→ **EXERCISE GOAL**:
Copy out each line of the material in which the word "that" appears.

(SUPPLIED DATA Opens)

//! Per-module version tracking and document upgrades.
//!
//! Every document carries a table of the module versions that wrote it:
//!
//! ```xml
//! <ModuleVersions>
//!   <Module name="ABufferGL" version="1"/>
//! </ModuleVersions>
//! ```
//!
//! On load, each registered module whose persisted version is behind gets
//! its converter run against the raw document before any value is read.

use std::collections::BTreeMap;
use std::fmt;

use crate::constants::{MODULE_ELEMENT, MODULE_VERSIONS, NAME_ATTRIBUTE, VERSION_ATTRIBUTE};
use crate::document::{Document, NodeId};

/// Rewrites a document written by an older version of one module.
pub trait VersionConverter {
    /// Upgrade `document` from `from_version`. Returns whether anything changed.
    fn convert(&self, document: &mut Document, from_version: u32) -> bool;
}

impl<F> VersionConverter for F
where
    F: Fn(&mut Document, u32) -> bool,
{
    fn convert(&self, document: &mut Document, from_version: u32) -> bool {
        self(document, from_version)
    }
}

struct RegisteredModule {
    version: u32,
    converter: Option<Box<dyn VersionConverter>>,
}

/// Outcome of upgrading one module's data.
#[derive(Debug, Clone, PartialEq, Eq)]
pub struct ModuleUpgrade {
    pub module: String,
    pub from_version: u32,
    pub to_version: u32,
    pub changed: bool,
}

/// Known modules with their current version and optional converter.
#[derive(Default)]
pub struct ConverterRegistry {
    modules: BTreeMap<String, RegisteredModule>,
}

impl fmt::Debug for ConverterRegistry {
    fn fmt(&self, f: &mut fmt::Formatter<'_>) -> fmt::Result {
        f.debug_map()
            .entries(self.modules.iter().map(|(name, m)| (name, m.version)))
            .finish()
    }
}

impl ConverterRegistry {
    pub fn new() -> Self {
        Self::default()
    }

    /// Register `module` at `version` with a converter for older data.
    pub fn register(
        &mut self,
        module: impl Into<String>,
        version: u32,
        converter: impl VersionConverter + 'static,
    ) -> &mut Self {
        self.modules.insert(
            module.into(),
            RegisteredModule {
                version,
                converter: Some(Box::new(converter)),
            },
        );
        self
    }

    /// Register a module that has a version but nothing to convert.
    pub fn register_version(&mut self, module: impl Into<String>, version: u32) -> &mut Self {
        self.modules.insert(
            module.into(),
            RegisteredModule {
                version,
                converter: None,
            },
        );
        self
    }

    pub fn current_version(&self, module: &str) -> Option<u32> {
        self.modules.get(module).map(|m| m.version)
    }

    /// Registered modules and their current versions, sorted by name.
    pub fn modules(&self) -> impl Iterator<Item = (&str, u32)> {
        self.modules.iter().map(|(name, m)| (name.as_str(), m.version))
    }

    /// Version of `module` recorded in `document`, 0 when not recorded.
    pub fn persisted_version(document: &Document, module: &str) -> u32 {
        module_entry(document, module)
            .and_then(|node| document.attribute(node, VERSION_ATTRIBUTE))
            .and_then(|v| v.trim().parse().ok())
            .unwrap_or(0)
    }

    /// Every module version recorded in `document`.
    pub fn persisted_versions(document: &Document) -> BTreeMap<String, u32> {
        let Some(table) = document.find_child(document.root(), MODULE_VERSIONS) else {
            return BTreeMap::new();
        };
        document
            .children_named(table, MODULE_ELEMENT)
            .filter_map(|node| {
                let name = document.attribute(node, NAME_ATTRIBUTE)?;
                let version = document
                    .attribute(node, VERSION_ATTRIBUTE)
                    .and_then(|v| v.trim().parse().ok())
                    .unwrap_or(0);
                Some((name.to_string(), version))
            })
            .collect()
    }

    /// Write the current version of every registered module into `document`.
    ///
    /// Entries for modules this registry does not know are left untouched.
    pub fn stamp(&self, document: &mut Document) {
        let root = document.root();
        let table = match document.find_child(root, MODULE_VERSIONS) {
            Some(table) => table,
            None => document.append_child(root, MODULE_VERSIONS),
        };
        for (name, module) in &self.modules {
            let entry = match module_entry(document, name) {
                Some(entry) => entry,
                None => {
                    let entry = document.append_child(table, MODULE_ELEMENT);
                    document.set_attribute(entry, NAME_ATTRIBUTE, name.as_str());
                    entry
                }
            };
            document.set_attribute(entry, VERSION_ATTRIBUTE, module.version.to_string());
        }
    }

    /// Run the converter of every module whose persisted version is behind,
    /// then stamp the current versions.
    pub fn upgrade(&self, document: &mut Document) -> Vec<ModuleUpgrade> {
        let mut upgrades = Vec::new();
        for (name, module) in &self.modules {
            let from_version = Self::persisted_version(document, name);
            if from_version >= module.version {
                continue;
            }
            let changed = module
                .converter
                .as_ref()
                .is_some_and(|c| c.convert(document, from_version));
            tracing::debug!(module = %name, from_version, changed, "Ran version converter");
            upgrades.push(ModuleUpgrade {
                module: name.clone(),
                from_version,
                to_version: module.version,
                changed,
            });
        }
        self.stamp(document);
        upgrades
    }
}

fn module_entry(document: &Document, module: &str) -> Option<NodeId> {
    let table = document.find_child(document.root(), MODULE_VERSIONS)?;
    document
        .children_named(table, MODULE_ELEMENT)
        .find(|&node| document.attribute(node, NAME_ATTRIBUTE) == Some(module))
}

(SUPPLIED DATA Closes)
(SUPPLIED DATA Opens)

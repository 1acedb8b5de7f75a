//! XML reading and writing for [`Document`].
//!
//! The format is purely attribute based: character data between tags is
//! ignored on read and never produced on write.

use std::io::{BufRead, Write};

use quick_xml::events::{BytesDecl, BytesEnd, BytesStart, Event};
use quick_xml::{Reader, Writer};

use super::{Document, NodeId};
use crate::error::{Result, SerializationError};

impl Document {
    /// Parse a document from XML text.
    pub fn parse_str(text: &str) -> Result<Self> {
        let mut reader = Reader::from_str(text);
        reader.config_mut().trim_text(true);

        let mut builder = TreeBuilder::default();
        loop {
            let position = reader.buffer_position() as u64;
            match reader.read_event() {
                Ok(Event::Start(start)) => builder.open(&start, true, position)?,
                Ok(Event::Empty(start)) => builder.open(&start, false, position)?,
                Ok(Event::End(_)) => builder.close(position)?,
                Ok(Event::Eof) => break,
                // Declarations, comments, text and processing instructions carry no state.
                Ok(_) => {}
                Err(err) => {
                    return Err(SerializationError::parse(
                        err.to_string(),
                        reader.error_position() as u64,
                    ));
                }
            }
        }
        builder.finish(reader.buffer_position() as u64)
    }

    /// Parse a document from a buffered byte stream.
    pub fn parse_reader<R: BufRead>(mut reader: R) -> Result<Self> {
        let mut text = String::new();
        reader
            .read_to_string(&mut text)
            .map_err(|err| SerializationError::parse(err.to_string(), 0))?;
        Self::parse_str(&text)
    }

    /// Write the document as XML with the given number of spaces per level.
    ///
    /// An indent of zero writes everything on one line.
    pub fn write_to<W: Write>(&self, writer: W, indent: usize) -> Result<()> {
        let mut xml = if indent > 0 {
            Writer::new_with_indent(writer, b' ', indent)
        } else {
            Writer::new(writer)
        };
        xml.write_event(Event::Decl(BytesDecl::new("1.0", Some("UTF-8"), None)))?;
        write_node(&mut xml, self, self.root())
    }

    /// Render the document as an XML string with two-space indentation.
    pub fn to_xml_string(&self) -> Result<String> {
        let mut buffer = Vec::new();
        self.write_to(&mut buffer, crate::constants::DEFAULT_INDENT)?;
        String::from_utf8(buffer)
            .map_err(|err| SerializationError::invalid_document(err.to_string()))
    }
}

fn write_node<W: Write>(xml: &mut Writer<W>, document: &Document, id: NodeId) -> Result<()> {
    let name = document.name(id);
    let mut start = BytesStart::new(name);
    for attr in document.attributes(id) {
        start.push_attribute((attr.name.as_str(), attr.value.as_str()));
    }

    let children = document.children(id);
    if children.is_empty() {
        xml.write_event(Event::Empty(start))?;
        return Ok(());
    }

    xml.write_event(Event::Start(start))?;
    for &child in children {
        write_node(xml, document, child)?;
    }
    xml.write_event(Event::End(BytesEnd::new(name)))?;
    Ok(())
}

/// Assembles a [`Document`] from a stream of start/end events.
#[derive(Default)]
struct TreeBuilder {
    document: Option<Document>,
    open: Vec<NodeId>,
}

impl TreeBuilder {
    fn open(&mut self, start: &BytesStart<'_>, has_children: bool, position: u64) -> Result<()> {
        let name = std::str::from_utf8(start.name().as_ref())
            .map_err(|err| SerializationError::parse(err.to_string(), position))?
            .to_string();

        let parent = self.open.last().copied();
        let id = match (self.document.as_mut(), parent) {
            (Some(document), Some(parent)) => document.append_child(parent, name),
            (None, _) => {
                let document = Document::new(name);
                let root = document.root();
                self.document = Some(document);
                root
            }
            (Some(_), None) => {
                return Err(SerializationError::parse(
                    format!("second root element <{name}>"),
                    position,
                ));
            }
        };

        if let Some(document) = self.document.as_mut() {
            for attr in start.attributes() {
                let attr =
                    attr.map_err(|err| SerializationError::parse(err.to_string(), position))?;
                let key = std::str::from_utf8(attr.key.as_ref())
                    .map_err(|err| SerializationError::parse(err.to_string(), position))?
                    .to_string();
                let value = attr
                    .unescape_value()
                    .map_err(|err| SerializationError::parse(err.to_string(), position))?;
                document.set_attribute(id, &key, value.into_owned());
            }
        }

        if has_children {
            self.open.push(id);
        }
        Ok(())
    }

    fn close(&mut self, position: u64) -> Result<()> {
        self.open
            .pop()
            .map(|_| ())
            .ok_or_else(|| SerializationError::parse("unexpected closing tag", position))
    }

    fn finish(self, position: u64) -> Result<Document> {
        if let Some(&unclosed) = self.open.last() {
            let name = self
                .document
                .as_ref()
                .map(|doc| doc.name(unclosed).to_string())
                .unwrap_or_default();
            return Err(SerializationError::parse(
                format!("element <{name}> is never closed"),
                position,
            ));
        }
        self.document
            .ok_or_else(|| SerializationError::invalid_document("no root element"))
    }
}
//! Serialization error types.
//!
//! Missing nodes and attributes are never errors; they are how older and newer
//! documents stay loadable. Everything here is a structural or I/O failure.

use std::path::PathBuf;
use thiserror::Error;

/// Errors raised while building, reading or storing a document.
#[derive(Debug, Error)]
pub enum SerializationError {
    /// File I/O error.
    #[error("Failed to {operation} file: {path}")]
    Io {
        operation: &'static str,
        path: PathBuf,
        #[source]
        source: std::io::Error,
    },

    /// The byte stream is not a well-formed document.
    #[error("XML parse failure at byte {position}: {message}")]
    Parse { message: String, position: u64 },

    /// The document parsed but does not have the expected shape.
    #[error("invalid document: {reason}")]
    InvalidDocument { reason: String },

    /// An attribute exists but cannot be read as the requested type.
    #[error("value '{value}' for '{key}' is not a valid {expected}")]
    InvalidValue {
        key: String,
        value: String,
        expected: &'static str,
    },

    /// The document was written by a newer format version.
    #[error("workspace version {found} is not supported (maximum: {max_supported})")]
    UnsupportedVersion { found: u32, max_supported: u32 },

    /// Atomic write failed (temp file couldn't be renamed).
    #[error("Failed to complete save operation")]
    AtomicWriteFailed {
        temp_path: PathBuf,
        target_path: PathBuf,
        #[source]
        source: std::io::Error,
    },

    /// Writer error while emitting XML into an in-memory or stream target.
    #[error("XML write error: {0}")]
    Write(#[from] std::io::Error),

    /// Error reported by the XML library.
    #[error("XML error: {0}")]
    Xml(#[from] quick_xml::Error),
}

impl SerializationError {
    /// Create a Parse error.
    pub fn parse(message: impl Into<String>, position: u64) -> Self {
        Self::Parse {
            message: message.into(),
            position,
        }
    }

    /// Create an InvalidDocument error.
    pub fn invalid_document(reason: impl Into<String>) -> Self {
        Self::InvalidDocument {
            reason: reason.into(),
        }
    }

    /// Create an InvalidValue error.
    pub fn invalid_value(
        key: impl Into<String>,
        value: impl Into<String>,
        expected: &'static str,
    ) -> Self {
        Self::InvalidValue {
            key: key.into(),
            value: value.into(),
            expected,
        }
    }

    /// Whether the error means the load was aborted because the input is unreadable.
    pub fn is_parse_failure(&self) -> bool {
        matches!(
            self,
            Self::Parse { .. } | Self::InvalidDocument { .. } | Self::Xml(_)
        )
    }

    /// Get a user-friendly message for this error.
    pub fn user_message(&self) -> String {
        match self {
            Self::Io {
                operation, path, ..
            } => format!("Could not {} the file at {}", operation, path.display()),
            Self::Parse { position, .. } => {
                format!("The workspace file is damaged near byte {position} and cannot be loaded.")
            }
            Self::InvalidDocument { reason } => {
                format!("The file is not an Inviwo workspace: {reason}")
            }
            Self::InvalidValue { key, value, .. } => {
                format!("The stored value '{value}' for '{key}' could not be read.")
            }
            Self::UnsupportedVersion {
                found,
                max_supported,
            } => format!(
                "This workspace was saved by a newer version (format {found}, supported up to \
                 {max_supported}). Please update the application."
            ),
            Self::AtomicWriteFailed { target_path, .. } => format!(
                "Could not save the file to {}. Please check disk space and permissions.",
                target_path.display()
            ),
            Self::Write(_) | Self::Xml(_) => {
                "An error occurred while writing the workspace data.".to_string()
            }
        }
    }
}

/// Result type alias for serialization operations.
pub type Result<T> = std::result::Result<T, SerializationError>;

(SUPPLIED DATA Closes)
(SUPPLIED DATA Opens)

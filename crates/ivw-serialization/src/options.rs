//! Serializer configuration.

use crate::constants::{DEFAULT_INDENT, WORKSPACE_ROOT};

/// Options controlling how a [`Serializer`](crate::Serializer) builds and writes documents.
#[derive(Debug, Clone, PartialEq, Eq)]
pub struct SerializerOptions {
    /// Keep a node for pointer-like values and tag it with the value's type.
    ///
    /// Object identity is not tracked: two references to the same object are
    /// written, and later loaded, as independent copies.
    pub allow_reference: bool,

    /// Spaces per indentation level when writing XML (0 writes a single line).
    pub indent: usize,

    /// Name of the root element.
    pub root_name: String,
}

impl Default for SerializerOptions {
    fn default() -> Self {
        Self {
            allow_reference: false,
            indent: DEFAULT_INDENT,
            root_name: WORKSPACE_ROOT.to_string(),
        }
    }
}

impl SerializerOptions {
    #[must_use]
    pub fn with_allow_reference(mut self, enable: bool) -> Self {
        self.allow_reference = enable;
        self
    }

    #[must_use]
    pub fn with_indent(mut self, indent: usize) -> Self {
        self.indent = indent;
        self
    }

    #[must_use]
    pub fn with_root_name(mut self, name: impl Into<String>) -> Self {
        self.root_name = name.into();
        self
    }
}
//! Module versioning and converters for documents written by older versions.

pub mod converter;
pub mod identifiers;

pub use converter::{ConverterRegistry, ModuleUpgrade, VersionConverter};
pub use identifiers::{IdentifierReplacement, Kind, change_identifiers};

(SUPPLIED DATA Closes)

→ **REPLY**:
//! Every document carries a table of the module versions that wrote it:
    /// Register a module that has a version but nothing to convert.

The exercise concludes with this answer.